▶ Your task: Copy out every line from the records that includes "excluded".

Saved entries:
★ ★ ★ ★ ★ ★ ★

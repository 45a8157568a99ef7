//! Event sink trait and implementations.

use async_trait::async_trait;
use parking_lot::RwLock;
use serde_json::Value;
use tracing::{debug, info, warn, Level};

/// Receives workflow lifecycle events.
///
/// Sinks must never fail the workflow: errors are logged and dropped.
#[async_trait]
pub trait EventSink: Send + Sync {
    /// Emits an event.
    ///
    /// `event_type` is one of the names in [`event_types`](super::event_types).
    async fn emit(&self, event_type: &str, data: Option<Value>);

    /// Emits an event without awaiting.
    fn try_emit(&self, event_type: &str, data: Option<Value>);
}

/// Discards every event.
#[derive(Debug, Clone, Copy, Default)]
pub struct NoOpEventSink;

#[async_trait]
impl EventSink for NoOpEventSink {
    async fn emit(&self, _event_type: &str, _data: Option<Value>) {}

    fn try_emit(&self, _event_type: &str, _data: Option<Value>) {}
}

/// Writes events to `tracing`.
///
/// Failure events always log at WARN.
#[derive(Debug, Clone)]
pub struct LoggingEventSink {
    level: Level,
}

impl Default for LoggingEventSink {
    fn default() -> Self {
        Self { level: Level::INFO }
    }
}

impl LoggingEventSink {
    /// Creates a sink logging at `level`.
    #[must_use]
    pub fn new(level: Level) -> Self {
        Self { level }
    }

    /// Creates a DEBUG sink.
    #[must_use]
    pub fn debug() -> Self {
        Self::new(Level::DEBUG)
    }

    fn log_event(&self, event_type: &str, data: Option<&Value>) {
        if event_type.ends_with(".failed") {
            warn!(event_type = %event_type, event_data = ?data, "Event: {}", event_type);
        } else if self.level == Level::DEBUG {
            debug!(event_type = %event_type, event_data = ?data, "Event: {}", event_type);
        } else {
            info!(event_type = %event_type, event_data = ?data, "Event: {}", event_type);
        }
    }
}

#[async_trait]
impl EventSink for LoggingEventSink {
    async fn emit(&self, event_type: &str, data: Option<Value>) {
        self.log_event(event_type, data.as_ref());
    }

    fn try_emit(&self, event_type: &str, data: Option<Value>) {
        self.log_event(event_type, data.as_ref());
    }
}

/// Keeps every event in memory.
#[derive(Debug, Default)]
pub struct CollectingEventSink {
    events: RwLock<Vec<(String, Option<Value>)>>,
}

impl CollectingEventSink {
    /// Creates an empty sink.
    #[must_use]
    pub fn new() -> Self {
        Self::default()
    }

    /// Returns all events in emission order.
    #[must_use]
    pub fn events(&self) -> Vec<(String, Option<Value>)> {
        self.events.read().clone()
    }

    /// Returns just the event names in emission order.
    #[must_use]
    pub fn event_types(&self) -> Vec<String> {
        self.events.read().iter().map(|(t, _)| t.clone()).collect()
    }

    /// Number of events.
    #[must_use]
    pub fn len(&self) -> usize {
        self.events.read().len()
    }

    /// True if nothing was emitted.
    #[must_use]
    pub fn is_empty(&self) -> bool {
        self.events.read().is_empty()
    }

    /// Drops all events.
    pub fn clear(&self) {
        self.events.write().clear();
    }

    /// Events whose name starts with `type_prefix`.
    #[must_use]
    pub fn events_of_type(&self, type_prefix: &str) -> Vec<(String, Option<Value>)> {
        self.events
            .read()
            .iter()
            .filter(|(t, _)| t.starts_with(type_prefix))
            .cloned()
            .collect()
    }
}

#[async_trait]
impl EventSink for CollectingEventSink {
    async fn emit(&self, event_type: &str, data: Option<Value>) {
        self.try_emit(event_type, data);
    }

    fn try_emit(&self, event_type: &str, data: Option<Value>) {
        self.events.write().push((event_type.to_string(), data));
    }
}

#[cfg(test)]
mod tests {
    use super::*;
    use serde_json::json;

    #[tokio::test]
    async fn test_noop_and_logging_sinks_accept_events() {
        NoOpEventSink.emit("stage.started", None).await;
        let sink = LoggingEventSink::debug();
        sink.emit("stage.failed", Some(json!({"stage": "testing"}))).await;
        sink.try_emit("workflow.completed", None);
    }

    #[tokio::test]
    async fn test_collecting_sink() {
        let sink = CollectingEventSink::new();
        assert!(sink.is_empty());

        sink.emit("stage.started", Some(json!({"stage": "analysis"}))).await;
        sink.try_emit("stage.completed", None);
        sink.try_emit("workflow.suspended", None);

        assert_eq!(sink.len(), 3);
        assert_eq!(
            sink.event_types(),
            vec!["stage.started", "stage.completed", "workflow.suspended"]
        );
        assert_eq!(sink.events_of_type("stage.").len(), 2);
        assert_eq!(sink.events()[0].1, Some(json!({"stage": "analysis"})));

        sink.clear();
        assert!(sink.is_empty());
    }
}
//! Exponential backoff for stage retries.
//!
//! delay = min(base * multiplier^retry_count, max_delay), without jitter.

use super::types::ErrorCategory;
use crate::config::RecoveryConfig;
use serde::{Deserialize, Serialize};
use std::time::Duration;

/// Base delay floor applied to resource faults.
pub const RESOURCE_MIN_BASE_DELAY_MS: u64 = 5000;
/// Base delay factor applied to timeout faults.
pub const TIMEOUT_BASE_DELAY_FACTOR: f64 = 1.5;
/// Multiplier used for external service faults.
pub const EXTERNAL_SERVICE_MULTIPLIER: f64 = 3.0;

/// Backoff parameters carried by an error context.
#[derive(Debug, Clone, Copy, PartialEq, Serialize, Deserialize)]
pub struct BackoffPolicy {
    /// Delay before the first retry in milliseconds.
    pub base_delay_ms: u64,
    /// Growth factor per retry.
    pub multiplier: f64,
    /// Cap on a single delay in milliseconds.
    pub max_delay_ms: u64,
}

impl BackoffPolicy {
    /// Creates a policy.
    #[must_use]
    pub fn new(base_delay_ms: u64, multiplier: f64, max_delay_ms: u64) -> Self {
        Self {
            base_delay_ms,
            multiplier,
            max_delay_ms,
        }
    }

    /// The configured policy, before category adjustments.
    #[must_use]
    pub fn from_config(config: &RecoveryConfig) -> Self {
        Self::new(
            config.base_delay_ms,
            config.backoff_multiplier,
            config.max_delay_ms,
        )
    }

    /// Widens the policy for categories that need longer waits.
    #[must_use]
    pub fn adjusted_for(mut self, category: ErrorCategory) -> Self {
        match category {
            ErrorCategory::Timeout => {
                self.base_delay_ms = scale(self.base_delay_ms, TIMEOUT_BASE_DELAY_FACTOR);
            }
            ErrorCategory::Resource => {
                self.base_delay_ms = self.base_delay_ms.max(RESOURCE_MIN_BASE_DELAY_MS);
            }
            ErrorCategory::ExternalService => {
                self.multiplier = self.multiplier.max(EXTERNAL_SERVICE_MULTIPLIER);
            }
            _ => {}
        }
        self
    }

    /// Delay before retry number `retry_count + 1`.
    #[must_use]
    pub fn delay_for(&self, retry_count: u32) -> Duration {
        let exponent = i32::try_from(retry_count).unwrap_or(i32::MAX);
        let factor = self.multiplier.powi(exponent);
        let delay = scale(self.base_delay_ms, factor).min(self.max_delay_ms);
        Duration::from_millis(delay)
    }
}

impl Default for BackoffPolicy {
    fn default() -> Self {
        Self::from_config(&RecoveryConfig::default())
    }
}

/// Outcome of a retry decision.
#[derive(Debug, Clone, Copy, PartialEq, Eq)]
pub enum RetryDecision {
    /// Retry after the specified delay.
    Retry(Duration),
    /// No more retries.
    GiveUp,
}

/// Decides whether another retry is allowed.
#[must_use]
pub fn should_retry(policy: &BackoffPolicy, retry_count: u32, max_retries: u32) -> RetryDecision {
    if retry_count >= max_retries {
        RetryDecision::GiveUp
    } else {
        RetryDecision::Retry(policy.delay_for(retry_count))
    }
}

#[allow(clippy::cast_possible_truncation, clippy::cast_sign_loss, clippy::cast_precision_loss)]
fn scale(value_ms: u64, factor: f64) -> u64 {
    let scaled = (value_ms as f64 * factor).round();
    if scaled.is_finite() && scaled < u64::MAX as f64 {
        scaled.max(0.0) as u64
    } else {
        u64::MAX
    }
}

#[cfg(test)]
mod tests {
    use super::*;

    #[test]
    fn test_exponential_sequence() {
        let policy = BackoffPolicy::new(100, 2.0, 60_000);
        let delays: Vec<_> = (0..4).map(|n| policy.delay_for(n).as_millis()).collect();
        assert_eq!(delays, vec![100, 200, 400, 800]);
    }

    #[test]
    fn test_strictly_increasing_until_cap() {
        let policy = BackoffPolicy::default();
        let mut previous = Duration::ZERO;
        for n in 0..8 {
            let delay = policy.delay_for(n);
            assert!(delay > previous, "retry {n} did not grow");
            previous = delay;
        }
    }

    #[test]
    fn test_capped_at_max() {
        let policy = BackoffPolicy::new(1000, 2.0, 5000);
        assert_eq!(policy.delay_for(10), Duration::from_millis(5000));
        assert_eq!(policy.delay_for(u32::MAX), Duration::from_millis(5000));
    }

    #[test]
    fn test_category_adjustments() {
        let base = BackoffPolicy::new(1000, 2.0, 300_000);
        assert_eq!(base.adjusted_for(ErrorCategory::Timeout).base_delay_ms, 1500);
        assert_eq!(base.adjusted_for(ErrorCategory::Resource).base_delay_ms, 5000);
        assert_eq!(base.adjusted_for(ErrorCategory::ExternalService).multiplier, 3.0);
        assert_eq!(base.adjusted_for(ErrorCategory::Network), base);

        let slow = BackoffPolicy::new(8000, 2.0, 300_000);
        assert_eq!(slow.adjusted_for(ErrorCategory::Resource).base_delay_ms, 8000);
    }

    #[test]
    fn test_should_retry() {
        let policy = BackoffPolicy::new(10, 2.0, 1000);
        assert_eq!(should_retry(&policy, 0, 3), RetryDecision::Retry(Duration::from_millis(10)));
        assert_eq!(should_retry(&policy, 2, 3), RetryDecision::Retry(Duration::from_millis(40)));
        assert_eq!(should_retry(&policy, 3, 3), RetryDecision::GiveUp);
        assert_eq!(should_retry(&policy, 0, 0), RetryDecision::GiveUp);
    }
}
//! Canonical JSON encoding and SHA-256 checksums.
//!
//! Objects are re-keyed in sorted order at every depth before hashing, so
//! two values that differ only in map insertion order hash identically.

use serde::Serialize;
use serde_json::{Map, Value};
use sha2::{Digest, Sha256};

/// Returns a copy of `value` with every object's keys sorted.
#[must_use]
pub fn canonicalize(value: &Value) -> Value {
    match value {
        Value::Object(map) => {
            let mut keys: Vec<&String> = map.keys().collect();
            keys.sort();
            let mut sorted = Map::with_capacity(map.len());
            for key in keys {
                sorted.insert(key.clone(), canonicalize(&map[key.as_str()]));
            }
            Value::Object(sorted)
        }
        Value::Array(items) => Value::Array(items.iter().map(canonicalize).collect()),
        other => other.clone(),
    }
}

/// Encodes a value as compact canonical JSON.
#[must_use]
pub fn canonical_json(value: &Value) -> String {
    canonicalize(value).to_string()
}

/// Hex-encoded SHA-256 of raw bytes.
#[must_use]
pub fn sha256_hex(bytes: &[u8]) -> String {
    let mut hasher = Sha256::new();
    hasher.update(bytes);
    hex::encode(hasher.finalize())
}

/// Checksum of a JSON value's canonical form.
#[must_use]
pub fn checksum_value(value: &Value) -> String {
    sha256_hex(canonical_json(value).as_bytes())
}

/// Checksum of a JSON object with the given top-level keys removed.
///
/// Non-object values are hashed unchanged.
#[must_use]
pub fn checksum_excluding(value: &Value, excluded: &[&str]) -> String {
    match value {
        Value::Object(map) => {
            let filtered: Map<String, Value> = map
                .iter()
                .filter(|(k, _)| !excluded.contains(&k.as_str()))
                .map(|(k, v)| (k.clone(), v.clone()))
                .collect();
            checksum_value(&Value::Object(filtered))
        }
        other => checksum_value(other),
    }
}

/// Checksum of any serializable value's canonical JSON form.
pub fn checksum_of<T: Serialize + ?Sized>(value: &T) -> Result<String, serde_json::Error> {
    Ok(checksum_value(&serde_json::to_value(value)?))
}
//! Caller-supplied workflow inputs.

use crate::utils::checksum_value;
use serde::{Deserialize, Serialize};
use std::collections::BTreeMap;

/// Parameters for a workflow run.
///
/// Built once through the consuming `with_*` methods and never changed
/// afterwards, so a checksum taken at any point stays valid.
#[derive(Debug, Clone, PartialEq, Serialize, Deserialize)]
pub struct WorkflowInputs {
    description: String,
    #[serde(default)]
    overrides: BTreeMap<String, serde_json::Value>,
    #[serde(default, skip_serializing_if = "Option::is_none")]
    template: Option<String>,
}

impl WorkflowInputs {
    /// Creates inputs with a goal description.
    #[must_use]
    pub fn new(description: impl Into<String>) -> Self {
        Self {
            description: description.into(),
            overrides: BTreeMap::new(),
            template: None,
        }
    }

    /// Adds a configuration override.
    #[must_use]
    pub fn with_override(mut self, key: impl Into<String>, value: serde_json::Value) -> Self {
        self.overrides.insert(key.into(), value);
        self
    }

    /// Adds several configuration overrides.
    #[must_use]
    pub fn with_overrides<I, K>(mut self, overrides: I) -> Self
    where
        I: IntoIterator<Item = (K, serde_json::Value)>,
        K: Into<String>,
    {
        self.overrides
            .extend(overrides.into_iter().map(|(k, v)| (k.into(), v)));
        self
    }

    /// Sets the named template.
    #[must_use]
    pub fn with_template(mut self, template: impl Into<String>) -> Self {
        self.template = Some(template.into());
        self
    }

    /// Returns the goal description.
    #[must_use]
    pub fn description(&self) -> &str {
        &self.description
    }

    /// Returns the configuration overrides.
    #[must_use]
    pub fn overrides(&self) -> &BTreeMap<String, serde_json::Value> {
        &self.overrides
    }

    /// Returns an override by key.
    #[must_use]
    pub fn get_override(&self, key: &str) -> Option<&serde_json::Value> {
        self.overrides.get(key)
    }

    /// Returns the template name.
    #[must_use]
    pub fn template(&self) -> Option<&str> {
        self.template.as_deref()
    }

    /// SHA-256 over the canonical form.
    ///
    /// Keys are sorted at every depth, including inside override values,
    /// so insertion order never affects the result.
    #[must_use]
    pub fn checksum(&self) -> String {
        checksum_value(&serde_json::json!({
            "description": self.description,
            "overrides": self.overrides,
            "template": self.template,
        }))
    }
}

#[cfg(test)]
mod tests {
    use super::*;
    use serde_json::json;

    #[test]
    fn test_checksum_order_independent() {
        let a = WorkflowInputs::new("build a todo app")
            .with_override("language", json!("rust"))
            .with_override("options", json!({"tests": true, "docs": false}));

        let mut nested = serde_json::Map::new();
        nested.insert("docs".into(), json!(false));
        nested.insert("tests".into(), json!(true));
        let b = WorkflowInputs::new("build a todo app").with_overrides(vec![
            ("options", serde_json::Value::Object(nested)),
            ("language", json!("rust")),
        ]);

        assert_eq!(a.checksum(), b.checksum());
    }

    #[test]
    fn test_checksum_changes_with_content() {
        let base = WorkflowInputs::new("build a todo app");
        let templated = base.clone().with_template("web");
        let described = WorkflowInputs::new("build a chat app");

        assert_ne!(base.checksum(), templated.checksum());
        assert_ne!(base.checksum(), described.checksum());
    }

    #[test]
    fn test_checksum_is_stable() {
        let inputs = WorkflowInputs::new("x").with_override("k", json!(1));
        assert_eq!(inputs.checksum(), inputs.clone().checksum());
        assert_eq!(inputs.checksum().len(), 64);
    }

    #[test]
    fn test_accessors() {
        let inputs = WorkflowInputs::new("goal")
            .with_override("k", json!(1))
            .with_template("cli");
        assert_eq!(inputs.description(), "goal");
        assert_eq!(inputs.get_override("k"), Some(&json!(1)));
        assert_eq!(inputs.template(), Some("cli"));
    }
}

★ ★ ★ ★ ★ ★ ★

▶ Reply to the exercise:
pub fn checksum_excluding(value: &Value, excluded: &[&str]) -> String {
                .filter(|(k, _)| !excluded.contains(&k.as_str()))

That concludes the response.